Dr. Roland Häfner erinnert sich an Lehren, Lernen und Leben in der Villa Völk
Reminiszenzen
"Wenn auch nicht zur Stunde Null der Wiedereröffnung des Bayerischen Staatskonservatoriums der Musik nach seiner vollständigen Zerstörung am 16. März 1945, aber so ungefähr zur Stunde Null-Komma-Neun hatte ich die Ehre, meine Tätigkeit am Institut im Herbst 1948 aufzunehmen. Von außen her gesehen sah das so aus: zwei Unterrichtsräume der Oberrealschule am Sanderring mit einem, später einem zweiten Leihklavier für den Gruppenunterricht, aber ohne Beheizung und Beleuchtung standen zur Verfügung.

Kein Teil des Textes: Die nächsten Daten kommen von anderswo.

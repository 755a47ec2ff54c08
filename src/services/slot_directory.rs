// src/services/slot_directory.rs
use crate::{
    models::{
        slot::Slot,
        subject::{SlotScope, Subject},
    },
    services::api_client::{ApiClient, ApiError},
};

/// Lista de horários visíveis para o subject. Clientes só veem os do seu admin.
pub async fn fetch_for(api: &ApiClient, token: &str, subject: &Subject) -> Result<Vec<Slot>, ApiError> {
    let tenant = match subject.slot_scope() {
        SlotScope::All => None,
        SlotScope::Tenant(admin_id) => Some(admin_id),
        SlotScope::Unowned => {
            // Cliente sem admin: nada a pedir ao backend
            tracing::warn!("Cliente {} sem admin associado; sem horários.", subject.id);
            return Ok(Vec::new());
        }
    };
    tracing::debug!("A buscar horários para {} (tenant: {:?})", subject.id, tenant);
    let slots = api.list_slots(token, tenant).await?;
    tracing::debug!("{} horários recebidos.", slots.len());
    Ok(slots)
}

#[cfg(test)]
mod tests {
    use super::*;
    use crate::services::api_client::tests::spawn_backend;
    use axum::{extract::RawQuery, routing::get, Json, Router};
    use serde_json::json;
    use std::{
        sync::{
            atomic::{AtomicUsize, Ordering},
            Arc,
        },
        time::Duration,
    };

    // Backend que conta os pedidos e devolve a query recebida como id do slot
    async fn counting_backend(calls: Arc<AtomicUsize>) -> ApiClient {
        let app = Router::new().route(
            "/api/admin/slots",
            get(move |RawQuery(query): RawQuery| {
                let calls = calls.clone();
                async move {
                    calls.fetch_add(1, Ordering::SeqCst);
                    Json(json!([{ "_id": query.unwrap_or_default(), "date": "2030-01-01", "time": "10:00" }]))
                }
            }),
        );
        ApiClient::new(spawn_backend(app).await, Duration::from_secs(5)).unwrap()
    }

    fn subject(json: serde_json::Value) -> Subject {
        serde_json::from_value(json).unwrap()
    }

    #[tokio::test]
    async fn client_listing_is_scoped_to_its_admin() {
        let calls = Arc::new(AtomicUsize::new(0));
        let api = counting_backend(calls.clone()).await;

        let slots = fetch_for(&api, "t", &subject(json!({ "_id": "c1", "role": "client", "adminId": "a7" })))
            .await
            .unwrap();
        assert_eq!(slots[0].id, "adminId=a7");

        let slots = fetch_for(&api, "t", &subject(json!({ "_id": "a1", "role": "admin" })))
            .await
            .unwrap();
        assert_eq!(slots[0].id, "");
        assert_eq!(calls.load(Ordering::SeqCst), 2);
    }

    #[tokio::test]
    async fn client_without_admin_gets_nothing_and_backend_is_not_called() {
        let calls = Arc::new(AtomicUsize::new(0));
        let api = counting_backend(calls.clone()).await;

        let slots = fetch_for(&api, "t", &subject(json!({ "_id": "c9", "role": "client" })))
            .await
            .unwrap();
        assert!(slots.is_empty());
        assert_eq!(calls.load(Ordering::SeqCst), 0);
    }
}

Dazu kam dann später ein dritter Raum mit drei großen Fenstern ohne Rahmen und Glas und auch ohne Fußboden. Es ging sich ganz hübsch weich auf dem Sand des Fehlbodens. Direktion und Sekretariat hausten im Westflügel der Veste Marienberg. Einzelunterricht wurde in den Wohnungen der Lehrkräfte gegeben. Das war sozusagen das Sprungbrett für das Wiedererstehen der traditionsreichen Musikausbildungsstätte.

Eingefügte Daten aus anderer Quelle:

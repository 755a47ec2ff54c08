// src/web/mw_role.rs
use crate::{
    error::{AppError, AppResult},
    models::subject::Role,
    services::identity::{self, SessionContext},
    state::AppState,
};
use axum::{
    extract::{Extension, Request, State},
    middleware::Next,
    response::Response,
};
use tower_sessions::Session;

/// Só admins. Deve ser executado *depois* do `require_auth`.
pub async fn require_admin(
    State(state): State<AppState>,
    session: Session,
    Extension(ctx): Extension<SessionContext>,
    request: Request,
    next: Next,
) -> AppResult<Response> {
    check_role(&state, &session, &ctx, Role::Admin).await?;
    Ok(next.run(request).await)
}

/// Só gestores. Deve ser executado *depois* do `require_auth`.
pub async fn require_manager(
    State(state): State<AppState>,
    session: Session,
    Extension(ctx): Extension<SessionContext>,
    request: Request,
    next: Next,
) -> AppResult<Response> {
    check_role(&state, &session, &ctx, Role::Manager).await?;
    Ok(next.run(request).await)
}

async fn check_role(state: &AppState, session: &Session, ctx: &SessionContext, wanted: Role) -> AppResult<()> {
    // Sem snapshot (sessão antiga), pergunta-se ao backend
    let role = identity::current(&state.api, session, ctx).await?.role;

    if role == wanted {
        tracing::debug!("Role MW: acesso '{}' concedido.", wanted.as_str());
        Ok(())
    } else {
        tracing::warn!("Role MW: acesso negado ('{}' exigido, sessão é '{}').", wanted.as_str(), role.as_str());
        Err(AppError::Forbidden)
    }
}
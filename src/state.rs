// src/state.rs
use crate::services::api_client::ApiClient;

// As sessões ficam na camada do tower-sessions; os dados de negócio vivem no backend
#[derive(Clone)]
pub struct AppState {
    pub api: ApiClient,
}

// Permite extrair o cliente do backend diretamente
impl axum::extract::FromRef<AppState> for ApiClient {
    fn from_ref(state: &AppState) -> ApiClient {
        state.api.clone()
    }
}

Da das Gedächtnis des Menschen mit der schönen Gabe ausgestattet ist, die Erinnerungen, auch wo sie im Schatten standen, zu verklären, so vermag ich an diese Zeit durchaus mit einem gewissen Vergnügen an überstandene, nun sagen wir einmal Unbequemlichkeiten, zu denken. Am Anfang gab es da z.B. Übernachtungen in einer Baracke am Bahnhof, sozusagen im Etappenstil. Da brachte ich aus München im Rucksack Noten, Bücher, Partituren, Schallplatten und auch meinen Plattenspieler – zum Aufziehen natürlich – mit. Da lebte man damals noch in der Zeit der Fleisch-, Brot-, und Fettmarken, brauchte man noch Kerzen für den Fall von Stromabschaltungen. Aber man nahm das alles mit Gleichmut hin.

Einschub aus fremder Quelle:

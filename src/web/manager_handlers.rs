// src/web/manager_handlers.rs
use crate::{
    error::{AppError, AppResult},
    models::crm::{ManagedClient, Note},
    services::{
        api_client::ApiError,
        dispatcher::{feedback_redirect, Dispatcher, Outcome},
        identity::{self, SessionContext},
    },
    state::AppState,
    templates::{self, CrmDetail, CrmRow, Flash, ManagerCrmPage, Nav, NoteRow},
};
use axum::{
    extract::{Extension, Form, Path, Query, State},
    response::{Html, Redirect},
};
use serde::{Deserialize, Serialize};
use tower_sessions::Session;

// Notas devolvidas pelo backend ao gravar, lidas uma vez pela página seguinte
const RECORDED_NOTES_KEY: &str = "crm.recorded_notes";

#[derive(Serialize, Deserialize, Debug, Clone, PartialEq, Eq)]
struct RecordedNotes {
    client_id: String,
    notes: Vec<Note>,
}

#[derive(Deserialize, Debug, Default)]
pub struct CrmParams {
    client: Option<String>,
    success: Option<String>,
    error: Option<String>,
}

#[derive(Deserialize, Debug)]
pub struct NoteForm {
    text: String,
}

fn crm_path(client_id: &str) -> String {
    format!("/manager/crm?client={}", urlencoding::encode(client_id))
}

/// Notas de um cliente: as acabadas de devolver pelo backend, se forem deste
/// cliente; senão as da listagem do gestor.
fn detail_for(clients: &[ManagedClient], client_id: &str, recorded: Option<&RecordedNotes>) -> Option<CrmDetail> {
    clients.iter().find(|c| c.id == client_id).map(|c| CrmDetail {
        id: c.id.clone(),
        full_name: c.full_name.clone(),
        notes: notes_of(c, recorded).iter().map(NoteRow::from).collect(),
    })
}

fn notes_of<'a>(client: &'a ManagedClient, recorded: Option<&'a RecordedNotes>) -> &'a [Note] {
    match recorded {
        Some(r) if r.client_id == client.id => &r.notes,
        _ => &client.notes,
    }
}

// GET /manager/crm?client=ID
pub async fn crm_page(
    State(state): State<AppState>,
    session: Session,
    Extension(ctx): Extension<SessionContext>,
    Query(params): Query<CrmParams>,
) -> AppResult<Html<String>> {
    let manager = identity::current(&state.api, &session, &ctx).await?;

    let mut flash = Flash {
        success: params.success,
        error: params.error,
        load_error: None,
    };
    let clients = match state.api.manager_clients(&ctx.token).await {
        Ok(clients) => clients,
        Err(ApiError::Unauthorized) => return Err(AppError::CredentialExpired),
        Err(e) => {
            tracing::warn!("Falha ao carregar clientes do gestor: {}", e);
            flash.load_error = Some("Não foi possível carregar os clientes.".to_string());
            Vec::new()
        }
    };

    let recorded = session
        .remove::<RecordedNotes>(RECORDED_NOTES_KEY)
        .await
        .unwrap_or_else(|e| {
            tracing::warn!("Notas gravadas ilegíveis na sessão: {}", e);
            None
        });

    let selected = params.client.as_deref().unwrap_or_default();
    let page = ManagerCrmPage {
        nav: Nav::for_subject(&manager),
        flash,
        clients: clients
            .iter()
            .map(|c| CrmRow {
                id: c.id.clone(),
                full_name: c.full_name.clone(),
                email: c.email.clone(),
                note_count: notes_of(c, recorded.as_ref()).len(),
                selected: c.id == selected,
            })
            .collect(),
        detail: detail_for(&clients, selected, recorded.as_ref()),
    };
    templates::render(&page)
}

// POST /manager/crm/{id}/notes
pub async fn handle_add_note(
    State(state): State<AppState>,
    session: Session,
    Extension(ctx): Extension<SessionContext>,
    Path(client_id): Path<String>,
    Form(form): Form<NoteForm>,
) -> AppResult<Redirect> {
    let back = crm_path(&client_id);

    // Nota em branco nem chega ao backend
    let text = form.text.trim().to_string();
    if text.is_empty() {
        return Ok(feedback_redirect(&back, "error", "A nota não pode estar vazia."));
    }

    let outcome = Dispatcher::new(&state.api, &session, &ctx)
        .run("add-note", |api, token| {
            let client_id = client_id.clone();
            async move { api.record_note(&token, &client_id, &text).await }
        })
        .await?;

    // A lista que conta é a devolvida pelo backend
    if let Outcome::Applied(notes) = &outcome {
        tracing::info!("✅ Nota gravada; o cliente tem agora {} notas.", notes.len());
        let recorded = RecordedNotes {
            client_id,
            notes: notes.clone(),
        };
        session
            .insert(RECORDED_NOTES_KEY, &recorded)
            .await
            .map_err(|e| AppError::SessionError(e.to_string()))?;
    }
    Ok(outcome.redirect(&back, "Nota guardada!"))
}
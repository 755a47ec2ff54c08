// src/models/slot.rs
use serde::{Deserialize, Serialize};

/// Um horário (slot) tal como a API do backend o devolve.
/// A data e a hora vêm como texto ("2025-03-01" / "10:00") e são
/// interpretadas no relógio local, sem fuso horário.
#[derive(Debug, Clone, PartialEq, Eq, Serialize, Deserialize)]
pub struct Slot {
    #[serde(rename = "_id")]
    pub id: String,
    pub date: String,
    pub time: String,
    #[serde(rename = "maxClients", default)]
    pub max_clients: u32,
    // O backend garante len <= max_clients, mas aceitamos violações transitórias
    #[serde(rename = "bookedClients", default)]
    pub booked_clients: Vec<String>,
}

impl Slot {
    pub fn booked_count(&self) -> usize {
        self.booked_clients.len()
    }

    /// Verifica se o cliente indicado já está inscrito neste horário.
    pub fn is_booked_by(&self, subject_id: &str) -> bool {
        self.booked_clients.iter().any(|id| id == subject_id)
    }

    pub fn is_full(&self) -> bool {
        self.booked_count() >= self.max_clients as usize
    }
}

// --- Payloads enviados ao backend ---

#[derive(Debug, Serialize)]
#[serde(rename_all = "camelCase")]
pub struct NewSlot {
    pub date: String,
    pub time: String,
    pub max_clients: u32,
}

#[derive(Debug, Serialize)]
#[serde(rename_all = "camelCase")]
pub struct SlotCapacityUpdate {
    pub max_clients: u32,
}

#[derive(Debug, Serialize)]
#[serde(rename_all = "camelCase")]
pub struct AddClientToSlot {
    pub client_id: String,
}
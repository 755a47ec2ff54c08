// src/main.rs

// --- Declaração dos Módulos ---
mod config;
mod db;
mod error;
mod models;
mod services;
mod state;
mod templates;
mod web;

// --- Imports ---
use crate::{config::AppConfig, services::api_client::ApiClient, state::AppState};
use axum::serve;
use time::Duration;
use tokio::net::TcpListener;
use tower::ServiceBuilder;
use tower_http::trace::TraceLayer;
use tower_sessions::{ExpiredDeletion, Expiry, SessionManagerLayer};
use tower_sessions_sqlx_store::SqliteStore;
use tracing_subscriber::{fmt, layer::SubscriberExt, util::SubscriberInitExt, EnvFilter};

#[tokio::main]
async fn main() -> anyhow::Result<()> {
    dotenvy::dotenv().ok();

    // --- Configuração do Logging (Tracing) ---
    tracing_subscriber::registry()
        .with(EnvFilter::try_from_default_env().unwrap_or_else(|_| {
            "agenda_crm=debug,tower_http=info,sqlx=warn,tower_sessions=info".into()
        }))
        .with(fmt::layer())
        .init();

    tracing::info!("🚀 Iniciando servidor Agenda CRM...");

    // --- Configuração ---
    let config = match AppConfig::from_env() {
        Ok(cfg) => cfg,
        Err(e) => {
            tracing::error!("❌ Configuração inválida: {}", e);
            return Err(anyhow::anyhow!("Falha ao ler configuração: {}", e));
        }
    };
    tracing::info!("🔗 Backend: {}", config.backend_url);

    // --- Base de Dados das Sessões ---
    let db_pool = match db::create_db_pool(&config.database_url).await {
        Ok(pool) => pool,
        Err(e) => {
            tracing::error!("❌ Falha crítica ao inicializar a base de dados: {}", e);
            return Err(anyhow::anyhow!("Falha ao conectar à DB: {}", e));
        }
    };

    // --- Configuração das Sessões ---
    let session_store = SqliteStore::new(db_pool)
        .with_table_name("sessions")
        .map_err(|e| anyhow::anyhow!("Falha ao criar session store: {}", e))?;
    session_store
        .migrate()
        .await
        .map_err(|e| anyhow::anyhow!("Falha ao criar a tabela de sessões: {}", e))?;

    let session_store_clone = session_store.clone();
    tokio::spawn(async move {
        if let Err(e) = session_store_clone
            .continuously_delete_expired(tokio::time::Duration::from_secs(60 * 60))
            .await
        {
            tracing::error!("Erro na task de limpeza de sessões: {:?}", e);
        }
    });
    tracing::info!("🧹 Tarefa de limpeza de sessões iniciada.");

    let session_layer = SessionManagerLayer::new(session_store)
        .with_secure(false)
        .with_http_only(true)
        .with_expiry(Expiry::OnInactivity(Duration::days(config.session_idle_days)));
    tracing::info!("🔑 Camada de sessão configurada.");

    // --- Cliente do Backend e Estado ---
    let api = ApiClient::new(config.backend_url.clone(), config.backend_timeout)
        .map_err(|e| anyhow::anyhow!("Falha ao criar cliente HTTP: {}", e))?;
    let app_state = AppState { api };

    // --- Listener ---
    let addr = config.bind_addr;
    tracing::info!("📡 Servidor escutando em http://{}", addr);
    let listener = match TcpListener::bind(addr).await {
        Ok(l) => l,
        Err(e) => {
            tracing::error!("❌ Falha ao iniciar listener em {}: {}", addr, e);
            return Err(e.into());
        }
    };

    // --- Router e Middlewares ---
    let app = web::routes::create_router(app_state).layer(
        ServiceBuilder::new()
            .layer(TraceLayer::new_for_http())
            .layer(session_layer),
    );
    tracing::info!("✅ Router e middlewares configurados.");

    // --- Início do Servidor ---
    if let Err(e) = serve(listener, app.into_make_service()).await {
        tracing::error!("❌ Erro fatal no servidor: {}", e);
        return Err(e.into());
    }

    Ok(())
}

Der Wille, nun an die Arbeit zu gehen, stand, sowohl bei den Lehrern wie bei den Studierenden im Vordergrund. Dass unter diesen Umständen – nach den, wie es so schön heißt, „sich lang hinziehenden Verhandlungen“ – der Einzug in ein eigenes Haus, die Villa Völk, am 4.November in einer internen, am 16. Dezember in einer öffentlichen Feier, uns allen wie ein Geschenk des Schicksals vorkommen musste, da mag verständlich sein, zumal inmitten einer schwer zerstörten Stadt. Wir lebten daher auch zunächst in einer Art von Euphorie: ein Haus in schönster Lage in einem Park über dem Main, eigentlich einer Villa, als Privatsenatorium erbaut, mit 16 Unterrichtsräumen, mit einer noblen, holzgetäfelten Halle, mit Kamin, großem Lüster und einer geschnitzten Treppe. Ein Haus, in dem nun alles vereinigt war: Unterricht, Direktion, Verwaltung, Bibliothek, in dem der Direktor, der Offiziant, die Sekretärin noch Unterschlupf fanden, und für die ersten Zeiten auch der eine oder andere Kollege auf einem eisernen Feldbett mit Strohsack. Das alles ist freilich heute nicht mehr recht vorstellbar.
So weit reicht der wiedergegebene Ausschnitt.